The chief staggered back, as if struck by a blow, and stared wildly upon the prisoner.

"My brother is a medicine-man,—he knows all things!" he exclaimed. "He speaks the truth: I am a great warrior; I took the scalp of the Quakel[13]—"

[Footnote 13: Quakels—a corruption of Quakers, whom the Indians of Pennsylvania originally designated as the sons of Onos, that being one of the names they bestowed upon Penn.]

"And of his wife and children—you left not one alive!—Ay!" continued
Nathan, fastening his looks upon the amazed chief, "you slew them all!
And he that was the husband and father was the Shawnees' friend, the
friend even of Wenonga!"

"The white-men are dogs and robbers!" said the chief: "the Quakel was my brother; but I killed him. I am an Indian—I love white-man's blood.
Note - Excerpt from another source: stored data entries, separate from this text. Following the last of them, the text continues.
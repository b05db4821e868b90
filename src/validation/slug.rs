//! Slug derivation
//!
//! identity = lower-case, trim, collapse every run of non-alphanumeric
//! characters into a single `-`, then drop leading and trailing `-`.

use std::sync::OnceLock;

use regex::Regex;

/// Separator placed between alphanumeric runs
pub const SEPARATOR: char = '-';

fn non_alphanumeric() -> &'static Regex {
    static PATTERN: OnceLock<Regex> = OnceLock::new();
    PATTERN.get_or_init(|| Regex::new(r"[^\p{L}\p{N}]+").expect("static pattern is valid"))
}

/// Derives a record identity from a human label.
///
/// Returns an empty string when the label has no alphanumeric characters.
pub fn slugify(label: &str) -> String {
    let lowered = label.trim().to_lowercase();
    let replaced = non_alphanumeric().replace_all(&lowered, "-");
    replaced.trim_matches(SEPARATOR).to_string()
}

#[cfg(test)]
mod tests {
    use super::*;

    #[test]
    fn test_basic_title() {
        assert_eq!(slugify("My First Post"), "my-first-post");
    }

    #[test]
    fn test_runs_collapse() {
        assert_eq!(slugify("  Rust -- & __ WebAssembly!! "), "rust-webassembly");
    }

    #[test]
    fn test_digits_kept() {
        assert_eq!(slugify("Top 10 Tips (2024)"), "top-10-tips-2024");
    }

    #[test]
    fn test_unicode_letters_kept() {
        assert_eq!(slugify("Café Über"), "café-über");
    }

    #[test]
    fn test_no_alphanumerics_is_empty() {
        assert_eq!(slugify(" --- !! "), "");
        assert_eq!(slugify(""), "");
    }

    #[test]
    fn test_idempotent() {
        let once = slugify("Hello, World: Again");
        assert_eq!(slugify(&once), once);
    }
}
//! Content access facade
//!
//! The only surface the rendering layer uses. Every call re-reads from
//! the storage backend and re-validates; nothing is memoized. Records
//! that fail validation never leave this module as normalized data.

use std::collections::BTreeSet;
use std::sync::Arc;

use serde::Serialize;
use tracing::{info, warn};

use super::errors::{ContentError, ContentResult};
use super::listing::{CollectionListing, RejectedRecord};
use super::snapshot::Snapshot;
use crate::observability::{self, Event};
use crate::schema::{Definition, SchemaRegistry};
use crate::storage::{RawRecord, RecordLayout, RecordLocator, StorageBackend, StorageError};
use crate::validation::{
    Clock, FieldPath, IdentityIndex, NormalizedRecord, ValidationError, Validator, ViolationKind,
    ViolationList,
};

/// Validation outcome of one singleton in a check
#[derive(Debug, Clone, Serialize)]
#[serde(tag = "status", rename_all = "lowercase")]
pub enum SingletonStatus {
    Valid,
    Missing,
    Invalid { violations: ViolationList },
}

/// Outcome of validating one collection in a check
#[derive(Debug, Clone, Serialize)]
pub struct CollectionReport {
    pub name: String,
    pub valid: usize,
    pub rejected: Vec<RejectedRecord>,
}

#[derive(Debug, Clone, Serialize)]
pub struct SingletonReport {
    pub name: String,
    #[serde(flatten)]
    pub status: SingletonStatus,
}

/// Result of validating all stored content
#[derive(Debug, Clone, Default, Serialize)]
pub struct CheckReport {
    pub collections: Vec<CollectionReport>,
    pub singletons: Vec<SingletonReport>,
}

impl CheckReport {
    /// True when every stored record validates and every singleton exists
    pub fn is_clean(&self) -> bool {
        self.collections.iter().all(|c| c.rejected.is_empty())
            && self
                .singletons
                .iter()
                .all(|s| matches!(s.status, SingletonStatus::Valid))
    }

    /// Number of records excluded or singletons failing
    pub fn problem_count(&self) -> usize {
        let rejected: usize = self.collections.iter().map(|c| c.rejected.len()).sum();
        let singletons = self
            .singletons
            .iter()
            .filter(|s| !matches!(s.status, SingletonStatus::Valid))
            .count();
        rejected + singletons
    }
}

#[derive(Debug, Clone, Copy, PartialEq, Eq)]
enum WriteMode {
    Upsert,
    Create,
}

/// Validated access to stored content
#[derive(Debug, Clone)]
pub struct ContentStore {
    registry: Arc<SchemaRegistry>,
    backend: Arc<dyn StorageBackend>,
    validator: Validator,
}

impl ContentStore {
    pub fn new(
        registry: Arc<SchemaRegistry>,
        backend: Arc<dyn StorageBackend>,
        clock: Arc<dyn Clock>,
    ) -> Self {
        let validator = Validator::new(registry.clone(), clock);
        Self {
            registry,
            backend,
            validator,
        }
    }

    pub fn registry(&self) -> &SchemaRegistry {
        &self.registry
    }

    pub fn backend(&self) -> &dyn StorageBackend {
        self.backend.as_ref()
    }

    pub fn validator(&self) -> &Validator {
        &self.validator
    }

    /// Collection plus every collection it transitively references
    fn read_set(&self, name: &str) -> ContentResult<BTreeSet<String>> {
        let mut names = self.registry.relationship_targets(name)?;
        if self.registry.get(name)?.is_collection() {
            names.insert(name.to_string());
        }
        Ok(names)
    }

    async fn snapshot(&self, names: &BTreeSet<String>) -> ContentResult<Snapshot> {
        Snapshot::load(self.backend.as_ref(), &self.registry, &self.validator, names).await
    }

    async fn index_for(&self, name: &str) -> ContentResult<IdentityIndex> {
        let names = self.read_set(name)?;
        if names.is_empty() {
            return Ok(IdentityIndex::new());
        }
        Ok(self.snapshot(&names).await?.index().clone())
    }

    /// Valid records of a collection in locator order.
    ///
    /// Excluded records are logged and available via `rejected()`. A
    /// storage failure fails the whole call.
    pub async fn list(&self, collection: &str) -> ContentResult<CollectionListing> {
        self.registry.collection(collection)?;
        let mut snapshot = self.snapshot(&self.read_set(collection)?).await?;
        let listing = snapshot.take_listing(collection);

        for rejected in listing.rejected() {
            observability::log_rejection(
                collection,
                rejected.locator.path(),
                &rejected.violations.to_string(),
            );
        }
        info!(
            event = %Event::CollectionListed,
            collection,
            valid = listing.len(),
            rejected = listing.rejected().len(),
            "collection listed"
        );
        Ok(listing)
    }

    /// Valid record with the given identity
    pub async fn get(&self, collection: &str, identity: &str) -> ContentResult<NormalizedRecord> {
        self.list(collection)
            .await?
            .into_iter()
            .find(|record| record.identity() == Some(identity))
            .ok_or_else(|| ContentError::NotFound {
                collection: collection.to_string(),
                identity: identity.to_string(),
            })
    }

    /// The single record of a singleton.
    pub async fn get_singleton(&self, name: &str) -> ContentResult<NormalizedRecord> {
        self.registry.singleton(name)?;
        let definition = self.registry.get(name)?;
        let locator = RecordLayout::for_definition(definition)?.singleton_locator();

        let raw = match self.backend.read(&locator).await {
            Ok(raw) => raw,
            Err(StorageError::NotFound(_)) => {
                return Err(ContentError::SingletonMissing(name.to_string()))
            }
            Err(e) => return Err(e.into()),
        };
        let index = self.index_for(name).await?;

        match self.validator.validate(definition, &raw, Some(&locator), &index) {
            Ok(record) => {
                info!(event = %Event::SingletonLoaded, singleton = name, "singleton loaded");
                Ok(record)
            }
            Err(ValidationError::Violations(violations)) => {
                observability::log_rejection(name, locator.path(), &violations.to_string());
                Err(ContentError::Invalid {
                    locator: locator.path().to_string(),
                    violations,
                })
            }
            Err(ValidationError::Schema(e)) => Err(e.into()),
        }
    }

    /// Validates and persists a collection record, replacing the record
    /// that already holds its identity.
    ///
    /// The record is stored at the location derived from its identity.
    /// Nothing is written unless the record validates against current
    /// content, slug uniqueness included. Returns the stored record.
    pub async fn write(&self, collection: &str, raw: RawRecord) -> ContentResult<NormalizedRecord> {
        self.store_record(collection, raw, WriteMode::Upsert).await
    }

    /// Like [`ContentStore::write`], but an identity that already has an
    /// owner is a collision even when the owner sits at the same location.
    pub async fn create(&self, collection: &str, raw: RawRecord) -> ContentResult<NormalizedRecord> {
        self.store_record(collection, raw, WriteMode::Create).await
    }

    async fn store_record(
        &self,
        collection: &str,
        raw: RawRecord,
        mode: WriteMode,
    ) -> ContentResult<NormalizedRecord> {
        self.registry.collection(collection)?;
        let definition = self.registry.get(collection)?;
        let layout = RecordLayout::for_definition(definition)?;

        let (shaped, _) = self.validator.shape(definition, &raw, None);
        let locator = shaped.identity().map(|identity| layout.locate(identity));
        let index = self.snapshot(&self.read_set(collection)?).await?.index().clone();

        let owner = match mode {
            WriteMode::Upsert => locator.as_ref(),
            WriteMode::Create => None,
        };
        let mut record = self.validate_for_write(definition, &raw, owner, &index)?;
        let Some(locator) = locator else {
            let mut violations = ViolationList::new();
            violations.push(
                FieldPath::root().key(definition.slug_field().unwrap_or_default()),
                ViolationKind::Missing,
            );
            return Err(self.reject(collection, violations));
        };
        record.locator = Some(locator.clone());
        self.persist(collection, &locator, &record).await?;
        Ok(record)
    }

    /// Validates and persists a singleton record.
    pub async fn write_singleton(&self, name: &str, raw: RawRecord) -> ContentResult<NormalizedRecord> {
        self.registry.singleton(name)?;
        let definition = self.registry.get(name)?;
        let locator = RecordLayout::for_definition(definition)?.singleton_locator();

        let index = self.index_for(name).await?;
        let record = self.validate_for_write(definition, &raw, Some(&locator), &index)?;
        self.persist(name, &locator, &record).await?;
        Ok(record)
    }

    /// Deletes the valid record with the given identity.
    pub async fn delete(&self, collection: &str, identity: &str) -> ContentResult<()> {
        let record = self.get(collection, identity).await?;
        let locator = match record.locator {
            Some(locator) => locator,
            None => RecordLayout::for_definition(self.registry.get(collection)?)?.locate(identity),
        };
        self.backend.delete(&locator).await?;
        info!(
            event = %Event::RecordDeleted,
            collection,
            identity,
            locator = locator.path(),
            "record deleted"
        );
        Ok(())
    }

    /// Validates every collection and singleton.
    pub async fn check(&self) -> ContentResult<CheckReport> {
        let names: BTreeSet<String> = self
            .registry
            .list_collections()
            .map(|d| d.name().to_string())
            .collect();
        let snapshot = self.snapshot(&names).await?;

        let mut report = CheckReport::default();
        for definition in self.registry.list_collections() {
            let name = definition.name();
            let (valid, rejected) = snapshot
                .listing(name)
                .map(|l| (l.len(), l.rejected().to_vec()))
                .unwrap_or_default();
            for r in &rejected {
                observability::log_rejection(name, r.locator.path(), &r.violations.to_string());
            }
            report.collections.push(CollectionReport {
                name: name.to_string(),
                valid,
                rejected,
            });
        }

        for definition in self.registry.list_singletons() {
            let name = definition.name();
            let status = match self.get_singleton(name).await {
                Ok(_) => SingletonStatus::Valid,
                Err(ContentError::SingletonMissing(_)) => {
                    warn!(event = %Event::RecordRejected, singleton = name, "singleton missing");
                    SingletonStatus::Missing
                }
                Err(ContentError::Invalid { violations, .. }) => {
                    SingletonStatus::Invalid { violations }
                }
                Err(e) => return Err(e),
            };
            report.singletons.push(SingletonReport {
                name: name.to_string(),
                status,
            });
        }

        info!(
            event = %Event::CheckComplete,
            problems = report.problem_count(),
            "content check complete"
        );
        Ok(report)
    }

    fn validate_for_write(
        &self,
        definition: &Definition,
        raw: &RawRecord,
        locator: Option<&RecordLocator>,
        index: &IdentityIndex,
    ) -> ContentResult<NormalizedRecord> {
        match self.validator.validate(definition, raw, locator, index) {
            Ok(record) => Ok(record),
            Err(ValidationError::Violations(violations)) => {
                Err(self.reject(definition.name(), violations))
            }
            Err(ValidationError::Schema(e)) => Err(e.into()),
        }
    }

    fn reject(&self, schema: &str, violations: ViolationList) -> ContentError {
        warn!(
            event = %Event::WriteRejected,
            schema,
            violations = %violations,
            "write rejected"
        );
        ContentError::Rejected { violations }
    }

    /// Stores the canonical form, defaults included
    async fn persist(
        &self,
        schema: &str,
        locator: &RecordLocator,
        record: &NormalizedRecord,
    ) -> ContentResult<()> {
        self.backend.write(locator, &record.to_raw()).await?;
        info!(
            event = %Event::RecordWritten,
            schema,
            locator = locator.path(),
            "record written"
        );
        Ok(())
    }
}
My people have soft hearts; they cried for the Quakel: but I am a warrior with no heart. I killed them: their scalps are hanging to my fire-post! I am not sorry; I am not afraid."

The eyes of the prisoner followed the Indian's hand, as he pointed, with savage triumph, to the shrivelled scalps that had once crowned the heads of childhood and innocence, and then sank to the floor, while his whole frame shivered as with an ague-fit.

"My brother is a great medicine-man," iterated the chief: "he shall show me the Jibbenainosay, or he shall die."